Not problem with that but, please Manuel, as I said, one by one.

I've even leaved in standby the makeTSX development due this pull request...

@TomHarte

This comment has been minimized.

TomHarte commented Jul 16, 2018

It's almost a year later and, if I dare wade in, I think the calculus has changed.

Regardless of the merits of an additional file format, and that particular file format, there's now a large quantity of tape images available at http://tsx.eslamejor.com/ . So I'd argue that it's now much more about whether to support a bunch of files that exist than it is a policy debate.

That being said, since I'm here anyway to my mind the issues with WAV are that:

  • openMSX doesn't actually support that much of the file format, and can't easily; and
  • even if it did, the lack of guarantees about WAV file content make it undesirable.

Re: supporting WAV. WAV is a container format that nominates a codec.

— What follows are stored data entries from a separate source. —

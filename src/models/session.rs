use serde::{Deserialize, Serialize};

/// Which kind of input the session accepts next.
#[derive(Debug, Clone, Copy, PartialEq, Eq, Serialize, Deserialize)]
#[serde(rename_all = "snake_case")]
pub enum SessionPhase {
    AwaitingInput,
    AwaitingAnswer,
}

/// `answered`/`correct` count multiple-choice questions only; open answers
/// are not auto-scored and are counted separately.
#[derive(Debug, Clone, Copy, Default, PartialEq, Eq, Serialize, Deserialize)]
pub struct Scorecard {
    pub answered: u32,
    pub correct: u32,
    #[serde(default)]
    pub open_answered: u32,
}

impl Scorecard {
    pub fn record(&mut self, is_correct: bool) {
        self.answered += 1;
        if is_correct {
            self.correct += 1;
        }
    }

    pub fn record_open(&mut self) {
        self.open_answered += 1;
    }
}

/// A free-text answer kept for the recruiter next to the expected outline.
#[derive(Debug, Clone, PartialEq, Eq, Serialize, Deserialize)]
pub struct OpenResponse {
    pub question: String,
    #[serde(default, skip_serializing_if = "Option::is_none")]
    pub technology: Option<String>,
    pub answer: String,
    pub answer_outline: String,
}
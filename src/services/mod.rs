pub mod ai_service;
pub mod conversation;
pub mod grading_service;
pub mod prompts;
pub mod quiz_queue;
pub mod response_parser;
pub mod session_service;
/// Break `text` into lines no wider than `max_width`, at spaces where
/// possible. Words wider than a whole line are split between characters.
pub fn wrap_text(text: &str, font_size: f32, max_width: f32, bold: bool) -> Vec<String> {
    let fits = |s: &str| text_width(s, font_size, bold) <= max_width;
    let mut lines = Vec::new();
    let mut current = String::new();

    for word in text.split(' ') {
        let candidate = if current.is_empty() {
            word.to_owned()
        } else {
            format!("{current} {word}")
        };
        if fits(&candidate) {
            current = candidate;
            continue;
        }

        if !current.is_empty() {
            lines.push(std::mem::take(&mut current));
        }
        if fits(word) {
            current = word.to_owned();
            continue;
        }

        for c in word.chars() {
            current.push(c);
            if !fits(&current) && current.chars().count() > 1 {
                current.pop();
                lines.push(std::mem::take(&mut current));
                current.push(c);
            }
        }
    }

    if !current.is_empty() || lines.is_empty() {
        lines.push(current);
    }
    lines
}
//! PostgreSQL session used for catalog introspection.

use crate::dictionary::extractor::{CatalogColumn, CatalogSource};
use crate::error::{Result, ResultExt as _};
use sqlx::postgres::{PgConnectOptions, PgPoolOptions};
use sqlx::{Pool, Postgres};
use std::time::Duration;

/// Constraint-name suffix PostgreSQL gives primary keys by default.
pub const PRIMARY_KEY_SUFFIX: &str = "_pkey";

const LIST_TABLES_SQL: &str = "\
    SELECT table_name::text
    FROM information_schema.tables
    WHERE table_schema = $1
    ORDER BY table_name";

const LIST_COLUMNS_SQL: &str = "\
    SELECT column_name::text,
           data_type::text,
           (is_nullable = 'YES') AS is_nullable,
           column_default::text
    FROM information_schema.columns
    WHERE table_schema = $1
      AND table_name = $2
    ORDER BY ordinal_position";

const LIST_PRIMARY_KEYS_SQL: &str = "\
    SELECT column_name::text
    FROM information_schema.key_column_usage
    WHERE table_schema = $1
      AND table_name = $2
      AND right(constraint_name::text, length($3::text)) = $3::text
    ORDER BY ordinal_position";

/// A single-session connection to the database being documented.
pub struct DbClient {
    pool: Pool<Postgres>,
}

impl DbClient {
    /// Open the session.
    ///
    /// # Errors
    ///
    /// Returns `DictError::Database` if the server is unreachable, rejects
    /// the credentials, or does not answer within `timeout`.
    pub async fn connect(options: PgConnectOptions, timeout: Duration) -> Result<Self> {
        let pool = PgPoolOptions::new()
            .max_connections(1)
            .min_connections(1)
            .acquire_timeout(timeout)
            .connect_with(options)
            .await
            .with_context(|| {
                format!(
                    "Failed to connect to PostgreSQL (timeout after {}s)",
                    timeout.as_secs()
                )
            })?;
        Ok(Self { pool })
    }

    /// Close the session, waiting for the connection to shut down.
    pub async fn close(self) {
        self.pool.close().await;
        tracing::debug!("Database session closed");
    }
}

impl CatalogSource for DbClient {
    async fn list_tables(&self, schema: &str) -> Result<Vec<String>> {
        let rows: Vec<(String,)> = sqlx::query_as(LIST_TABLES_SQL)
            .bind(schema)
            .fetch_all(&self.pool)
            .await?;
        Ok(rows.into_iter().map(|(name,)| name).collect())
    }

    async fn list_columns(&self, schema: &str, table: &str) -> Result<Vec<CatalogColumn>> {
        let rows: Vec<(String, String, bool, Option<String>)> = sqlx::query_as(LIST_COLUMNS_SQL)
            .bind(schema)
            .bind(table)
            .fetch_all(&self.pool)
            .await?;

        Ok(rows
            .into_iter()
            .map(|(name, data_type, is_nullable, default_value)| CatalogColumn {
                name,
                data_type,
                is_nullable,
                default_value,
            })
            .collect())
    }

    async fn list_primary_keys(&self, schema: &str, table: &str) -> Result<Vec<String>> {
        let rows: Vec<(String,)> = sqlx::query_as(LIST_PRIMARY_KEYS_SQL)
            .bind(schema)
            .bind(table)
            .bind(PRIMARY_KEY_SUFFIX)
            .fetch_all(&self.pool)
            .await?;
        Ok(rows.into_iter().map(|(name,)| name).collect())
    }
}
//! # pgdict - data dictionaries for PostgreSQL
//!
//! pgdict reaches a PostgreSQL database through an SSH tunnel, reads the
//! catalog of the requested schemas, and writes a data dictionary: one block
//! per table listing every column with its type, nullability and default,
//! and its primary key.
//!
//! ## Quick Start
//!
//! ```no_run
//! use pgdict::config::AppConfig;
//!
//! # async fn example() -> pgdict::error::Result<()> {
//! // SSH_*, POSTGRES_* and optional DICTIONARY_* variables, or a .env file
//! let config = AppConfig::load(None)?;
//! let report = pgdict::pipeline::generate(&config).await?;
//! println!("{}", report.summary());
//! # Ok(())
//! # }
//! ```
//!
//! ## Core Modules
//!
//! - [`config`]: configuration from the environment
//! - [`tunnel`]: SSH local port forwarding
//! - [`db`]: the database session and its catalog queries
//! - [`dictionary`]: the dictionary model, extraction and rendering
//! - [`pipeline`]: the end-to-end run
//! - [`error`]: error types
//! - [`logging`]: console and file logging

#![warn(clippy::all, rust_2018_idioms)]

pub mod config;
pub mod db;
pub mod dictionary;
pub mod error;
pub mod logging;
pub mod pipeline;
pub mod tunnel;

It is fairly common to support only linearly-encoded PCM but if the intention is that any user can use any WAV recording tool then openMSX already doesn't achieve that goal. SDL is specific that "Currently raw and MS-ADPCM WAVE files are supported"; that leaves out several other potential encodings.

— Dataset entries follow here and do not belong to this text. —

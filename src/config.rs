//! Run configuration, read once at startup from the environment and an
//! optional env file.
//!
//! Values already present in the process environment win over values from the
//! file. The file is read without modifying the process environment.

use crate::error::{DictError, Result};
use secrecy::SecretString;
use std::collections::HashMap;
use std::path::{Path, PathBuf};
use std::time::Duration;

/// Schemas documented when `DICTIONARY_SCHEMAS` is not set.
pub const DEFAULT_SCHEMAS: [&str; 2] = ["public", "outro_esquema"];

/// Default stem of the output file; the extension follows the format.
pub const DEFAULT_OUTPUT_STEM: &str = "data_dictionary";

pub const DEFAULT_CONNECT_TIMEOUT_SECS: u64 = 10;

/// SSH endpoint the tunnel is opened through.
#[derive(Debug)]
pub struct TunnelSettings {
    pub host: String,
    pub port: u16,
    pub username: String,
    pub private_key_path: PathBuf,
    pub private_key_passphrase: Option<SecretString>,
    /// Expected server key fingerprint (`SHA256:...`). Unchecked when `None`.
    pub host_key_fingerprint: Option<String>,
}

/// Database reached through the tunnel. `host` and `port` are resolved on the
/// SSH server side.
#[derive(Debug)]
pub struct DbSettings {
    pub host: String,
    pub port: u16,
    pub database: String,
    pub user: String,
    pub password: SecretString,
}

/// Output document format.
#[derive(Debug, Clone, Copy, PartialEq, Eq, Default, clap::ValueEnum)]
pub enum OutputFormat {
    #[default]
    Pdf,
    Markdown,
    Json,
}

impl OutputFormat {
    pub fn extension(self) -> &'static str {
        match self {
            Self::Pdf => "pdf",
            Self::Markdown => "md",
            Self::Json => "json",
        }
    }

    /// Whether a file extension is usual for this format (case-insensitive).
    pub fn matches_extension(self, ext: &str) -> bool {
        let ext = ext.to_ascii_lowercase();
        match self {
            Self::Markdown => ext == "md" || ext == "markdown",
            _ => ext == self.extension(),
        }
    }
}

/// Everything one run needs.
#[derive(Debug)]
pub struct AppConfig {
    pub tunnel: TunnelSettings,
    pub database: DbSettings,
    /// Schemas to document, in order, without duplicates
    pub schemas: Vec<String>,
    pub format: OutputFormat,
    /// Explicit output path; `None` means `data_dictionary.<ext>`
    pub output: Option<PathBuf>,
    pub connect_timeout: Duration,
}

impl AppConfig {
    /// Load from the process environment, falling back to `env_file` (or
    /// `./.env` when `None`, if present).
    ///
    /// # Errors
    ///
    /// Returns `DictError::Config` for an unreadable env file, a missing
    /// required variable, or a malformed value.
    pub fn load(env_file: Option<&Path>) -> Result<Self> {
        let file_vars = read_env_file(env_file)?;
        Self::from_lookup(|key| {
            std::env::var(key)
                .ok()
                .or_else(|| file_vars.get(key).cloned())
        })
    }

    /// Build and validate a configuration from a key lookup.
    ///
    /// # Errors
    ///
    /// Returns `DictError::Config` for a missing required key or a malformed
    /// value.
    pub fn from_lookup<F>(lookup: F) -> Result<Self>
    where
        F: Fn(&str) -> Option<String>,
    {
        let vars = Vars(lookup);

        let tunnel = TunnelSettings {
            host: vars.required("SSH_HOST")?,
            port: vars.port("SSH_PORT")?,
            username: vars.required("SSH_USERNAME")?,
            private_key_path: PathBuf::from(vars.required("SSH_PRIVATE_KEY_PATH")?),
            private_key_passphrase: vars
                .optional("SSH_PRIVATE_KEY_PASSPHRASE")
                .map(|p| SecretString::new(p.into())),
            host_key_fingerprint: vars.optional("SSH_HOST_KEY_FINGERPRINT"),
        };

        let database = DbSettings {
            host: vars.required("POSTGRES_HOST")?,
            port: vars.port("POSTGRES_PORT")?,
            database: vars.required("POSTGRES_DBNAME")?,
            user: vars.required("POSTGRES_USER")?,
            password: SecretString::new(vars.required_raw("POSTGRES_PASSWORD")?.into()),
        };

        let schemas = match vars.optional("DICTIONARY_SCHEMAS") {
            Some(list) => parse_schema_list(&list)?,
            None => DEFAULT_SCHEMAS.iter().map(|s| (*s).to_owned()).collect(),
        };

        let connect_timeout = match vars.optional("CONNECT_TIMEOUT_SECS") {
            Some(raw) => {
                let secs: u64 = raw.parse().map_err(|_| {
                    DictError::Config(format!("CONNECT_TIMEOUT_SECS must be a number of seconds, got '{raw}'"))
                })?;
                if secs == 0 {
                    return Err(DictError::Config(
                        "CONNECT_TIMEOUT_SECS must be greater than zero".to_owned(),
                    ));
                }
                Duration::from_secs(secs)
            }
            None => Duration::from_secs(DEFAULT_CONNECT_TIMEOUT_SECS),
        };

        Ok(Self {
            tunnel,
            database,
            schemas,
            format: OutputFormat::default(),
            output: vars.optional("DICTIONARY_OUTPUT").map(PathBuf::from),
            connect_timeout,
        })
    }

    /// Replace the schema list, keeping first occurrences only.
    ///
    /// # Errors
    ///
    /// Returns `DictError::Config` if no non-empty schema name remains.
    pub fn set_schemas<I, S>(&mut self, schemas: I) -> Result<()>
    where
        I: IntoIterator<Item = S>,
        S: AsRef<str>,
    {
        self.schemas = dedup_schemas(schemas)?;
        Ok(())
    }

    /// Where the document is written.
    pub fn output_path(&self) -> PathBuf {
        self.output.clone().unwrap_or_else(|| {
            PathBuf::from(format!("{DEFAULT_OUTPUT_STEM}.{}", self.format.extension()))
        })
    }

    /// The explicit output path, when its extension does not suit the format.
    ///
    /// The path is used as given either way; this only lets the caller warn.
    pub fn mismatched_output(&self) -> Option<&Path> {
        let output = self.output.as_deref()?;
        let matches = output
            .extension()
            .and_then(|ext| ext.to_str())
            .is_some_and(|ext| self.format.matches_extension(ext));
        (!matches).then_some(output)
    }
}

/// Parse a comma-separated schema list.
///
/// # Errors
///
/// Returns `DictError::Config` if the list names no schema.
pub fn parse_schema_list(list: &str) -> Result<Vec<String>> {
    dedup_schemas(list.split(','))
}

fn dedup_schemas<I, S>(schemas: I) -> Result<Vec<String>>
where
    I: IntoIterator<Item = S>,
    S: AsRef<str>,
{
    let mut out: Vec<String> = Vec::new();
    for schema in schemas {
        let schema = schema.as_ref().trim();
        if !schema.is_empty() && !out.iter().any(|s| s == schema) {
            out.push(schema.to_owned());
        }
    }
    if out.is_empty() {
        return Err(DictError::Config("at least one schema is required".to_owned()));
    }
    Ok(out)
}

fn read_env_file(path: Option<&Path>) -> Result<HashMap<String, String>> {
    let iter = match path {
        Some(p) => dotenvy::from_path_iter(p).map_err(|e| {
            DictError::Config(format!("Failed to read env file {}: {e}", p.display()))
        })?,
        None => match dotenvy::dotenv_iter() {
            Ok(iter) => iter,
            Err(e) if e.not_found() => return Ok(HashMap::new()),
            Err(e) => return Err(DictError::Config(format!("Failed to read .env: {e}"))),
        },
    };

    let mut vars = HashMap::new();
    for item in iter {
        let (key, value) =
            item.map_err(|e| DictError::Config(format!("Malformed env file entry: {e}")))?;
        vars.insert(key, value);
    }
    Ok(vars)
}

struct Vars<F>(F);

impl<F> Vars<F>
where
    F: Fn(&str) -> Option<String>,
{
    fn optional(&self, key: &str) -> Option<String> {
        (self.0)(key)
            .map(|v| v.trim().to_owned())
            .filter(|v| !v.is_empty())
    }

    fn required(&self, key: &str) -> Result<String> {
        self.optional(key)
            .ok_or_else(|| DictError::Config(format!("{key} is not set")))
    }

    // Passwords are taken verbatim, surrounding whitespace included.
    fn required_raw(&self, key: &str) -> Result<String> {
        (self.0)(key).ok_or_else(|| DictError::Config(format!("{key} is not set")))
    }

    fn port(&self, key: &str) -> Result<u16> {
        let raw = self.required(key)?;
        match raw.parse::<u16>() {
            Ok(port) if port != 0 => Ok(port),
            _ => Err(DictError::Config(format!("{key} must be a port number, got '{raw}'"))),
        }
    }
}

#[cfg(test)]
mod tests {
    use super::*;
    use secrecy::ExposeSecret as _;

    fn base_vars() -> HashMap<String, String> {
        [
            ("SSH_HOST", "bastion.example.com"),
            ("SSH_PORT", "22"),
            ("SSH_USERNAME", "deploy"),
            ("SSH_PRIVATE_KEY_PATH", "/home/deploy/.ssh/id_ed25519"),
            ("POSTGRES_HOST", "10.0.0.5"),
            ("POSTGRES_PORT", "5432"),
            ("POSTGRES_DBNAME", "app"),
            ("POSTGRES_USER", "reader"),
            ("POSTGRES_PASSWORD", "s3cret"),
        ]
        .into_iter()
        .map(|(k, v)| (k.to_owned(), v.to_owned()))
        .collect()
    }

    fn load(vars: &HashMap<String, String>) -> Result<AppConfig> {
        AppConfig::from_lookup(|k| vars.get(k).cloned())
    }

    #[test]
    fn test_defaults() -> Result<()> {
        let config = load(&base_vars())?;
        assert_eq!(config.tunnel.host, "bastion.example.com");
        assert_eq!(config.tunnel.port, 22);
        assert_eq!(config.database.port, 5432);
        assert_eq!(config.database.password.expose_secret(), "s3cret");
        assert_eq!(config.schemas, vec!["public", "outro_esquema"]);
        assert_eq!(config.connect_timeout, Duration::from_secs(10));
        assert_eq!(config.output_path(), PathBuf::from("data_dictionary.pdf"));
        assert!(config.tunnel.host_key_fingerprint.is_none());
        Ok(())
    }

    #[test]
    fn test_missing_required_key() {
        let mut vars = base_vars();
        vars.remove("POSTGRES_DBNAME");
        let err = load(&vars).unwrap_err();
        assert!(matches!(err, DictError::Config(ref m) if m.contains("POSTGRES_DBNAME")));
    }

    #[test]
    fn test_blank_value_counts_as_missing() {
        let mut vars = base_vars();
        vars.insert("SSH_HOST".to_owned(), "   ".to_owned());
        assert!(load(&vars).is_err());
    }

    #[test]
    fn test_invalid_port() {
        let mut vars = base_vars();
        vars.insert("SSH_PORT".to_owned(), "ssh".to_owned());
        let err = load(&vars).unwrap_err();
        assert!(err.to_string().contains("SSH_PORT"));

        vars.insert("SSH_PORT".to_owned(), "0".to_owned());
        assert!(load(&vars).is_err());
    }

    #[test]
    fn test_schema_list_is_deduplicated() -> Result<()> {
        let mut vars = base_vars();
        vars.insert("DICTIONARY_SCHEMAS".to_owned(), "sales, public,sales,,".to_owned());
        let config = load(&vars)?;
        assert_eq!(config.schemas, vec!["sales", "public"]);
        Ok(())
    }

    #[test]
    fn test_empty_schema_override_rejected() -> Result<()> {
        let mut config = load(&base_vars())?;
        assert!(config.set_schemas([" ", ""]).is_err());
        config.set_schemas(["audit"])?;
        assert_eq!(config.schemas, vec!["audit"]);
        Ok(())
    }

    #[test]
    fn test_output_path_follows_format() -> Result<()> {
        let mut config = load(&base_vars())?;
        config.format = OutputFormat::Markdown;
        assert_eq!(config.output_path(), PathBuf::from("data_dictionary.md"));

        config.output = Some(PathBuf::from("out/dict.pdf"));
        assert_eq!(config.output_path(), PathBuf::from("out/dict.pdf"));
        Ok(())
    }

    #[test]
    fn test_mismatched_output_extension() -> Result<()> {
        let mut config = load(&base_vars())?;
        assert_eq!(config.mismatched_output(), None);

        config.output = Some(PathBuf::from("out.pdf"));
        assert_eq!(config.mismatched_output(), None);

        config.format = OutputFormat::Markdown;
        assert_eq!(config.mismatched_output(), Some(Path::new("out.pdf")));

        config.output = Some(PathBuf::from("out.MD"));
        assert_eq!(config.mismatched_output(), None);

        config.format = OutputFormat::Json;
        config.output = Some(PathBuf::from("dictionary"));
        assert_eq!(config.mismatched_output(), Some(Path::new("dictionary")));
        Ok(())
    }

    #[test]
    fn test_timeout_must_be_positive() {
        let mut vars = base_vars();
        vars.insert("CONNECT_TIMEOUT_SECS".to_owned(), "0".to_owned());
        assert!(load(&vars).is_err());

        vars.insert("CONNECT_TIMEOUT_SECS".to_owned(), "30".to_owned());
        assert_eq!(
            load(&vars).map(|c| c.connect_timeout).ok(),
            Some(Duration::from_secs(30))
        );
    }

    #[test]
    fn test_env_file_values_are_read() -> anyhow::Result<()> {
        let dir = tempfile::tempdir()?;
        let path = dir.path().join("dictionary.env");
        std::fs::write(&path, "PGDICT_TEST_ONLY_KEY=from-file\n# comment\n")?;

        let vars = read_env_file(Some(path.as_path()))?;
        assert_eq!(vars.get("PGDICT_TEST_ONLY_KEY").map(String::as_str), Some("from-file"));
        Ok(())
    }

    #[test]
    fn test_missing_env_file_is_an_error() {
        let err = read_env_file(Some(Path::new("/nonexistent/pgdict.env"))).unwrap_err();
        assert!(matches!(err, DictError::Config(_)));
    }
}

Re: content guarantees. This is a bit like strong versus weak typing so factor in your usual preferences; WAVs are like just using a string for all internal data types. A TSX is guaranteed to represent the reduction of a real cassette down to its most likely true data content — i.e. issues with that cassette and that player during that particular replaying discounted. A WAV might be that and it might not be. It might be anything. It's prone to confound users because you don't know what you're getting. This is exactly why there are so many WAVs that don't work in any of the emulators.

So, current code for WAVs offers (i) incomplete file format support; for (ii) files that may or may not be loadable in any event. TSXs in effect impose curation, and even if the file format definition is far from ideal, it is at least possible to write a complete implementation.

@m9710797

This comment has been minimized.

Contributor

m9710797 commented Jul 16, 2018

Hi,

You're right that the full WAV file format is complicated and is not (and will not be) supported by openMSX. However all the WAV files I've encountered in practice use this very simple subset of WAV that is supported. Maybe (to a lesser degree?) the same can be said about TSX/TZX, it's a very complex file format and all(?) current implementations of TSX limit themselves to a subset of the full spec. But, in my personal opinion, even that subset is still way too complex (more on this later).

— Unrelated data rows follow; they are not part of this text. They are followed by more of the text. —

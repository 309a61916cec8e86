//! Error taxonomy for the dictionary generator.
//!
//! Every failure falls into one of a few categories so callers can tell a
//! tunnel problem from a query problem from a write problem:
//!
//! ```
//! use pgdict::error::DictError;
//!
//! fn describe(err: &DictError) -> &'static str {
//!     match err {
//!         DictError::Tunnel(_) => "could not reach the SSH endpoint",
//!         DictError::Database(_) => "database unreachable or query rejected",
//!         DictError::Io(_) | DictError::Render(_) => "could not write the document",
//!         _ => "something else went wrong",
//!     }
//! }
//! ```
//!
//! ## Context
//!
//! `ResultExt::context` prefixes a message while keeping the category, so a
//! context-wrapped database error is still a `DictError::Database`:
//!
//! ```no_run
//! use pgdict::error::{Result, ResultExt as _};
//!
//! fn read_key(path: &str) -> Result<String> {
//!     std::fs::read_to_string(path).context("Failed to read private key")
//! }
//! ```

use std::fmt;

/// Main error type for dictionary generation.
#[derive(Debug)]
pub enum DictError {
    /// I/O errors (output file, local listener, etc.)
    Io(std::io::Error),

    /// Missing or malformed configuration
    Config(String),

    /// SSH connection, authentication or forwarding errors
    Tunnel(String),

    /// Database connection and catalog query errors
    Database(String),

    /// Document build errors
    Render(String),

    /// Generic error with context
    Other(String),
}

impl DictError {
    /// Prefix the error message with `msg`, keeping the error category.
    #[must_use]
    pub fn with_context(self, msg: &str) -> Self {
        match self {
            Self::Io(e) => Self::Io(std::io::Error::new(e.kind(), format!("{msg}: {e}"))),
            Self::Config(m) => Self::Config(format!("{msg}: {m}")),
            Self::Tunnel(m) => Self::Tunnel(format!("{msg}: {m}")),
            Self::Database(m) => Self::Database(format!("{msg}: {m}")),
            Self::Render(m) => Self::Render(format!("{msg}: {m}")),
            Self::Other(m) => Self::Other(format!("{msg}: {m}")),
        }
    }
}

impl fmt::Display for DictError {
    fn fmt(&self, f: &mut fmt::Formatter<'_>) -> fmt::Result {
        match self {
            Self::Io(e) => write!(f, "I/O error: {e}"),
            Self::Config(msg) => write!(f, "Configuration error: {msg}"),
            Self::Tunnel(msg) => write!(f, "Tunnel error: {msg}"),
            Self::Database(msg) => write!(f, "Database error: {msg}"),
            Self::Render(msg) => write!(f, "Render error: {msg}"),
            Self::Other(msg) => write!(f, "{msg}"),
        }
    }
}

impl std::error::Error for DictError {
    fn source(&self) -> Option<&(dyn std::error::Error + 'static)> {
        match self {
            Self::Io(e) => Some(e),
            _ => None,
        }
    }
}

impl From<std::io::Error> for DictError {
    fn from(err: std::io::Error) -> Self {
        Self::Io(err)
    }
}

impl From<anyhow::Error> for DictError {
    fn from(err: anyhow::Error) -> Self {
        Self::Other(format!("{err:#}"))
    }
}

impl From<serde_json::Error> for DictError {
    fn from(err: serde_json::Error) -> Self {
        Self::Render(format!("JSON error: {err}"))
    }
}

impl From<sqlx::Error> for DictError {
    fn from(err: sqlx::Error) -> Self {
        Self::Database(err.to_string())
    }
}

impl From<russh::Error> for DictError {
    fn from(err: russh::Error) -> Self {
        Self::Tunnel(err.to_string())
    }
}

impl From<russh::keys::Error> for DictError {
    fn from(err: russh::keys::Error) -> Self {
        Self::Tunnel(format!("private key: {err}"))
    }
}

impl From<printpdf::Error> for DictError {
    fn from(err: printpdf::Error) -> Self {
        Self::Render(err.to_string())
    }
}

/// Result type alias for dictionary operations.
pub type Result<T> = std::result::Result<T, DictError>;

/// Extension trait to add context to results.
pub trait ResultExt<T> {
    /// Add context to an error.
    fn context(self, msg: impl AsRef<str>) -> Result<T>;

    /// Add context using a closure (lazy evaluation).
    fn with_context<F>(self, f: F) -> Result<T>
    where
        F: FnOnce() -> String;
}

impl<T, E> ResultExt<T> for std::result::Result<T, E>
where
    E: Into<DictError>,
{
    fn context(self, msg: impl AsRef<str>) -> Result<T> {
        self.map_err(|e| {
            let err: DictError = e.into();
            err.with_context(msg.as_ref())
        })
    }

    fn with_context<F>(self, f: F) -> Result<T>
    where
        F: FnOnce() -> String,
    {
        self.map_err(|e| {
            let err: DictError = e.into();
            err.with_context(&f())
        })
    }
}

You mention that the current TSX files all load fine, while many(?) WAV files do not. You're probably right. Though that's because of the hard work that went into curating those TSX files (thanks a lot for that hard work!). It's not because of the TSX file format itself. I mean there's no technical reason why there can't be any equally bad TSX files. And there's no reason why WAV files can't be equally well curated.

It may well be that TSX files and the tools around them help in the curating process. Though only a minority of the people are willing to and/or have the knowledge to perform that work. The majority of the people only care about loading the end result in an emulator. And that end result is technically equally well represented by a TSX as by a WAV file (or WAV.gz file).

So for an emulator user there's little/no advantage for curated TXZ files over equally well curated WAV.gz files. Sometimes auto-typing the cassette load instructions is mentioned as an advantage, but that can also be implement for WAV files. And therefor, as the author of a (sometimes already too complex) emulator, I'd like to push back on adding support for complex file formats that bring little advantage to our users.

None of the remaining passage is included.